When the telos gets broken ….


I didn’t post yesterday because it was one of those energy sapping days.  I foolishly read an overheated news piece involving millions of pounds of investment into developing a new kind of nitrogen fertiliser that will contain GM bacteria that allow cereal crops to make their own nitrogen – marvellous (I’m kidding – it’s potentially disastrous). And so it went on.  I tried to write using the new and greatly improved Project Gutenberg editing interface but I simply couldn’t get the hang of it and in the end a whole chunk of yesterday’s post disappeared into the ether. I spent hours on the allotment with Madame, planting out, and then more hours trying to make the diverter on the water storage system work properly instead of sending most of the rainwater under the shed. After more hours today I ripped out the old system and installed (bodged) a new one that looks messy but at least captures all the rainwater. Nothing went disastrously wrong and yet nothing went well either.

It’s not that I feel depressed – I know what that feels like and it’s horrible and disabling; but thinking about it today, I reckon I’ve nailed the cause for my sense of unrest.  There are many things that I think we need, to flourish as humans, but among them are two that are particularly under threat in the present pandemic. The first is telos – the sense of where we’re going and what we’re for – what we’re intended to become; and the second is agency – the capacity to direct our energies towards objects that we choose freely.  When things are going well the first – telos – gives us a sense of what it is we’re growing towards, and the second – agency – allows us the freedom to conduct our lives in the way that leads to our goal. When these are broken or denied to us we lose any sense of belonging and it feels as if we’re in a tunnel that may emerge somewhere we didn’t choose and don’t want to be, and that’s when we lose any sense of delight in things that normally fill us with joy.

Without being too dramatic about it, the flow of life has turned into a torrent and the lies, evasions and incompetence of some of our elected leaders suggests that they took a wrong turn some while back and are actually taking us towards the rapids instead of away from them.  Cue dramatic music but also a huge sense of disappointment and loss.

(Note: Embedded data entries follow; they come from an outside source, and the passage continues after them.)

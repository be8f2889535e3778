//! Google OAuth authentication
//!
//! Handles:
//! - The session authentication gate
//! - Session records, signed cookie tokens and the session store
//! - The Google OAuth flow (delegated to the `oauth2` crate)
//! - Session middleware and extractors

mod gate;
pub mod identity;
mod middleware;
mod provider;
mod routes;
pub mod session;

pub use gate::{CallbackParams, SessionGate};
pub use identity::Identity;
pub use middleware::{CurrentUser, SessionContext, session_context};
pub use provider::{GoogleProvider, IdentityProvider};
pub use routes::auth_router;
pub use session::{MemorySessionStore, Session, SessionId, SessionStore};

The hedgerows are full of flowers, cow parsley, mayflowers, dandelions and all the early risers.  The horse chestnuts are laden with blossom  and when the sun shines the earth seems to embrace it.  This should be one of the peak moments of the year and yet it’s tinged with loss and bereavement. We plod on, missing our families and friends; missing our normal textured lives and hoping  – some of us may even be praying – that we can wrestle a blessing out of this darkness.


Author: Dave Pole

I've spent my life doing a lot of things, all of them interesting and many of them great fun. When most people see my CV they probably think I'm making things up because it includes being a rather bad welder and engineering dogsbody, a potter, a groundsman and bus driver. I taught in a prison and in one of those ghastly old mental institutions as an art therapist and I spent ten years as a community artist. I was one of the founding members of Spike Island, which began life as Artspace Bristol. ! wrote a column for Bristol Evening Post (I got sacked three times, in which I take some pride) and I worked in local and network radio and then finally became an Anglican parish priest for 25 years, retiring at 68 when I realised that the institutional church and me were on different paths. What interests me? It would be easier to list what doesn't, but I love cooking and baking with our home grown ingredients. I'm fascinated by botany and wildlife in general, and botanical illustration. We have a camper van that takes us to the wild places, we love walking, especially in the hills, and we take too many photographs. But what really animates me is the question "what does it mean to be human?". I've spent my life exploring it in every possible way and the answer is ..... well, today it's sitting in the van in the rain and looking across Ramsey Sound towards Ramsey Island. But it might as easily be digging potatoes or making pickle, singing or finding an orchid or just sitting. But it sure as hell doesn't mean getting a promotion, beasting your co-workers or being obsequious to power, which ensured that my rise to greatness in the Church of England flatlined 30 years ago after about 2 days. But I'm still here and still searching for that elusive sweet spot, and I don't have to please anyone any more. Over the last 50 or so years we've had a succession of gardens, some more like wildernesses when we were both working full-time, but now we're back in the game with our two allotments in Bath.